TASK TO COMPLETE |
For every record below, write out an exact copy.

↓↓↓

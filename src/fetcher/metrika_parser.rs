//! Logs API response parser
//!
//! Stateless helpers that pull the few fields the downloader needs out of the
//! `log_request` envelope and out of error bodies.

use serde::Deserialize;

use crate::fetcher::{FetcherError, FetcherResult};

/// Fallback when an error body carries no readable message
pub const UNKNOWN_ERROR: &str = "Unknown error";

/// Top-level shape of create and status responses
#[derive(Debug, Deserialize)]
struct Envelope {
    log_request: Option<LogRequestBody>,
}

/// Fields of `log_request` the downloader reads; everything else is ignored
#[derive(Debug, Deserialize)]
struct LogRequestBody {
    #[serde(default)]
    request_id: Option<RequestId>,
    #[serde(default)]
    status: Option<String>,
}

#[derive(Debug, Deserialize)]
#[serde(untagged)]
enum RequestId {
    Number(serde_json::Number),
    Text(String),
}

#[derive(Debug, Deserialize)]
struct ErrorBody {
    #[serde(default)]
    message: Option<String>,
}

/// Stateless parser for Logs API responses
pub struct MetrikaParser;

impl MetrikaParser {
    /// Extract `log_request.request_id` from a create response
    ///
    /// The API returns a number; string ids are accepted when they consist of
    /// ASCII letters, digits, `-` or `_`, since the id becomes a path segment.
    ///
    /// # Errors
    /// Returns [`FetcherError::ParseError`] if the body is not JSON or the id is missing or malformed
    pub fn parse_request_id(body: &[u8]) -> FetcherResult<String> {
        match Self::log_request(body)?.request_id {
            Some(RequestId::Number(n)) => Ok(n.to_string()),
            Some(RequestId::Text(s)) if is_path_safe(&s) => Ok(s),
            Some(RequestId::Text(s)) => Err(FetcherError::ParseError(format!(
                "Invalid request_id: {s:?}"
            ))),
            None => Err(FetcherError::ParseError(
                "Missing log_request.request_id".to_string(),
            )),
        }
    }

    /// Extract `log_request.status` from a status response
    ///
    /// # Errors
    /// Returns [`FetcherError::ParseError`] if the body is not JSON or the status is missing
    pub fn parse_status(body: &[u8]) -> FetcherResult<String> {
        Self::log_request(body)?
            .status
            .ok_or_else(|| FetcherError::ParseError("Missing log_request.status".to_string()))
    }

    /// Extract the top-level `message` from an error body
    ///
    /// Never fails: anything unreadable yields [`UNKNOWN_ERROR`].
    pub fn parse_error_message(body: &[u8]) -> String {
        serde_json::from_slice::<ErrorBody>(body)
            .ok()
            .and_then(|b| b.message)
            .filter(|m| !m.is_empty())
            .unwrap_or_else(|| UNKNOWN_ERROR.to_string())
    }

    fn log_request(body: &[u8]) -> FetcherResult<LogRequestBody> {
        let envelope: Envelope = serde_json::from_slice(body)
            .map_err(|e| FetcherError::ParseError(format!("Invalid JSON response: {e}")))?;

        envelope
            .log_request
            .ok_or_else(|| FetcherError::ParseError("Missing log_request object".to_string()))
    }
}

fn is_path_safe(id: &str) -> bool {
    !id.is_empty()
        && id
            .chars()
            .all(|c| c.is_ascii_alphanumeric() || c == '-' || c == '_')
}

↑↑↑

TASK RESPONSE |
filename src/fetcher/metrika_parser.rs
//! Logs API response parser
//!
//! Stateless helpers that pull the few fields the downloader needs out of the
//! `log_request` envelope and out of error bodies.

use serde::Deserialize;

use crate::fetcher::{FetcherError, FetcherResult};

/// Fallback when an error body carries no readable message
pub const UNKNOWN_ERROR: &str = "Unknown error";

/// Top-level shape of create and status responses
#[derive(Debug, Deserialize)]
struct Envelope {
    log_request: Option<LogRequestBody>,
}

/// Fields of `log_request` the downloader reads; everything else is ignored
#[derive(Debug, Deserialize)]
struct LogRequestBody {
    #[serde(default)]
    request_id: Option<RequestId>,
    #[serde(default)]
    status: Option<String>,
}

#[derive(Debug, Deserialize)]
#[serde(untagged)]
enum RequestId {
    Number(serde_json::Number),
    Text(String),
}

#[derive(Debug, Deserialize)]
struct ErrorBody {
    #[serde(default)]
    message: Option<String>,
}

/// Stateless parser for Logs API responses
pub struct MetrikaParser;

impl MetrikaParser {
    /// Extract `log_request.request_id` from a create response
    ///
    /// The API returns a number; string ids are accepted when they consist of
    /// ASCII letters, digits, `-` or `_`, since the id becomes a path segment.
    ///
    /// # Errors
    /// Returns [`FetcherError::ParseError`] if the body is not JSON or the id is missing or malformed
    pub fn parse_request_id(body: &[u8]) -> FetcherResult<String> {
        match Self::log_request(body)?.request_id {
            Some(RequestId::Number(n)) => Ok(n.to_string()),
            Some(RequestId::Text(s)) if is_path_safe(&s) => Ok(s),
            Some(RequestId::Text(s)) => Err(FetcherError::ParseError(format!(
                "Invalid request_id: {s:?}"
            ))),
            None => Err(FetcherError::ParseError(
                "Missing log_request.request_id".to_string(),
            )),
        }
    }

    /// Extract `log_request.status` from a status response
    ///
    /// # Errors
    /// Returns [`FetcherError::ParseError`] if the body is not JSON or the status is missing
    pub fn parse_status(body: &[u8]) -> FetcherResult<String> {
        Self::log_request(body)?
            .status
            .ok_or_else(|| FetcherError::ParseError("Missing log_request.status".to_string()))
    }

    /// Extract the top-level `message` from an error body
    ///
    /// Never fails: anything unreadable yields [`UNKNOWN_ERROR`].
    pub fn parse_error_message(body: &[u8]) -> String {
        serde_json::from_slice::<ErrorBody>(body)
            .ok()
            .and_then(|b| b.message)
            .filter(|m| !m.is_empty())
            .unwrap_or_else(|| UNKNOWN_ERROR.to_string())
    }

    fn log_request(body: &[u8]) -> FetcherResult<LogRequestBody> {
        let envelope: Envelope = serde_json::from_slice(body)
            .map_err(|e| FetcherError::ParseError(format!("Invalid JSON response: {e}")))?;

        envelope
            .log_request
            .ok_or_else(|| FetcherError::ParseError("Missing log_request object".to_string()))
    }
}

fn is_path_safe(id: &str) -> bool {
    !id.is_empty()
        && id
            .chars()
            .all(|c| c.is_ascii_alphanumeric() || c == '-' || c == '_')
}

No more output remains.